Acababa de comprarme un hermoso “tres cuartos”, dotado de hombreras y cinturón, que me daba un aire de hombre de acción y me prometía un invierno preparado para afrontar cualquier inclemencia atmosférica. Pero ni mi mujer ni yo habíamos advertido en su color kaki relación alguna con una prenda militar, sin duda por las luces engañosas de la tienda.

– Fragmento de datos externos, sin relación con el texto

//! HTTP health and readiness endpoints for operational monitoring.
//!
//! # Endpoints
//!
//! - `GET /health` - Liveness check (always 200 while the process runs)
//! - `GET /ready` - Readiness check (503 until the broker has joined the
//!   cluster and sees a metadata leader)
//! - `GET /metrics` - Prometheus metrics in text format
//!
//! # Usage
//!
//! ```rust,no_run
//! use jockey::server::health::HealthServer;
//! use std::sync::Arc;
//! use std::sync::atomic::AtomicBool;
//!
//! #[tokio::main]
//! async fn main() {
//!     let ready = Arc::new(AtomicBool::new(true));
//!     let server = HealthServer::new("0.0.0.0:8080", ready, 1).await.unwrap();
//!     server.run().await.unwrap();
//! }
//! ```

use std::net::SocketAddr;
use std::sync::Arc;
use std::sync::atomic::{AtomicBool, Ordering};

use tokio::io::{AsyncReadExt, AsyncWriteExt};
use tokio::net::TcpListener;
use tokio::sync::broadcast;
use tracing::{debug, error, info, warn};

use crate::error::{Error, Result};

/// Lightweight HTTP server for health endpoints.
pub struct HealthServer {
    listener: TcpListener,
    /// Set by the broker once it is registered and a metadata leader is known.
    ready: Arc<AtomicBool>,
    shutdown_tx: broadcast::Sender<()>,
    broker_id: i32,
}

impl HealthServer {
    pub async fn new(addr: &str, ready: Arc<AtomicBool>, broker_id: i32) -> Result<Self> {
        let listener = TcpListener::bind(addr)
            .await
            .map_err(|e| Error::IoError(e.kind()))?;

        let (shutdown_tx, _) = broadcast::channel(1);

        info!(addr = %addr, "Health server listening");

        Ok(Self {
            listener,
            ready,
            shutdown_tx,
            broker_id,
        })
    }

    pub fn local_addr(&self) -> Result<SocketAddr> {
        self.listener
            .local_addr()
            .map_err(|e| Error::IoError(e.kind()))
    }

    pub fn shutdown(&self) {
        let _ = self.shutdown_tx.send(());
        info!("Health server shutdown signal sent");
    }

    pub fn is_ready(&self) -> bool {
        self.ready.load(Ordering::SeqCst)
    }

    /// Serve HTTP requests until shutdown.
    pub async fn run(&self) -> Result<()> {
        let mut shutdown_rx = self.shutdown_tx.subscribe();

        loop {
            tokio::select! {
                _ = shutdown_rx.recv() => {
                    info!("Health server shutting down");
                    return Ok(());
                }
                accept_result = self.listener.accept() => {
                    match accept_result {
                        Ok((mut stream, addr)) => {
                            debug!(client_addr = %addr, "Health check connection");

                            let ready = self.ready.clone();
                            let broker_id = self.broker_id;

                            tokio::spawn(async move {
                                let mut buf = [0u8; 1024];
                                match stream.read(&mut buf).await {
                                    Ok(n) if n > 0 => {
                                        let request = String::from_utf8_lossy(&buf[..n]);
                                        let response = handle_request(&request, &ready, broker_id);
                                        if let Err(e) = stream.write_all(response.as_bytes()).await {
                                            debug!(error = ?e, "Failed to write health response");
                                        }
                                    }
                                    Ok(_) => debug!("Empty request received"),
                                    Err(e) => debug!(error = ?e, "Failed to read health request"),
                                }
                            });
                        }
                        Err(e) => {
                            warn!(error = ?e, "Failed to accept health check connection");
                        }
                    }
                }
            }
        }
    }
}

fn handle_request(request: &str, ready: &AtomicBool, broker_id: i32) -> String {
    let path = request
        .lines()
        .next()
        .and_then(|line| line.split_whitespace().nth(1))
        .unwrap_or("/");

    match path {
        "/health" | "/healthz" => text_response(
            "200 OK",
            &format!("status: healthy\nbroker_id: {broker_id}\n"),
        ),
        "/ready" | "/readyz" => {
            if ready.load(Ordering::SeqCst) {
                text_response(
                    "200 OK",
                    &format!("status: ready\nbroker_id: {broker_id}\n"),
                )
            } else {
                text_response(
                    "503 Service Unavailable",
                    &format!("status: not_ready\nbroker_id: {broker_id}\n"),
                )
            }
        }
        "/metrics" => metrics_response(),
        _ => text_response(
            "404 Not Found",
            "Available endpoints:\n- /health\n- /ready\n- /metrics\n",
        ),
    }
}

fn text_response(status: &str, body: &str) -> String {
    format!(
        "HTTP/1.1 {status}\r\n\
         Content-Type: text/plain\r\n\
         Content-Length: {}\r\n\
         Connection: close\r\n\
         \r\n\
         {body}",
        body.len()
    )
}

fn metrics_response() -> String {
    match crate::cluster::metrics::encode_metrics() {
        Ok(body) => format!(
            "HTTP/1.1 200 OK\r\n\
             Content-Type: text/plain; version=0.0.4; charset=utf-8\r\n\
             Content-Length: {}\r\n\
             Connection: close\r\n\
             \r\n\
             {body}",
            body.len()
        ),
        Err(e) => {
            error!(error = %e, "Failed to encode metrics");
            text_response("500 Internal Server Error", "error: failed to encode metrics\n")
        }
    }
}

Vivíamos en Plasencia y todos los días a media tarde bajábamos una cuesta para llegar a la plaza, animada de bares y comercios. Justo al terminar la misma y en el momento de torcer para desembocar en la parte llana nos tropezábamos con docenas de reclutas que volvían del paseo, cuesta arriba, en dirección a los cuarteles, y todos me iban saludando militarmente al cruzarse con nosotros. Yo les contestaba con un gesto cortés y mi mujer, que obviamente no había hecho la Mili, me recriminaba porque no lo hacía a la manera militar, correspondiendo a sus marciales saludos, y siempre tenía que decirle que no podía,
ya que no llevaba gorra.
Decidí al fin prescindir de las hombreras, y la prenda perdió su prestancia, aunque evitó así los saludos generalizados, que quedaron reducidos a quienes recién doblada la esquina se tropezaban conmigo, sin tener tiempo de poder analizar mi posible jerarquía.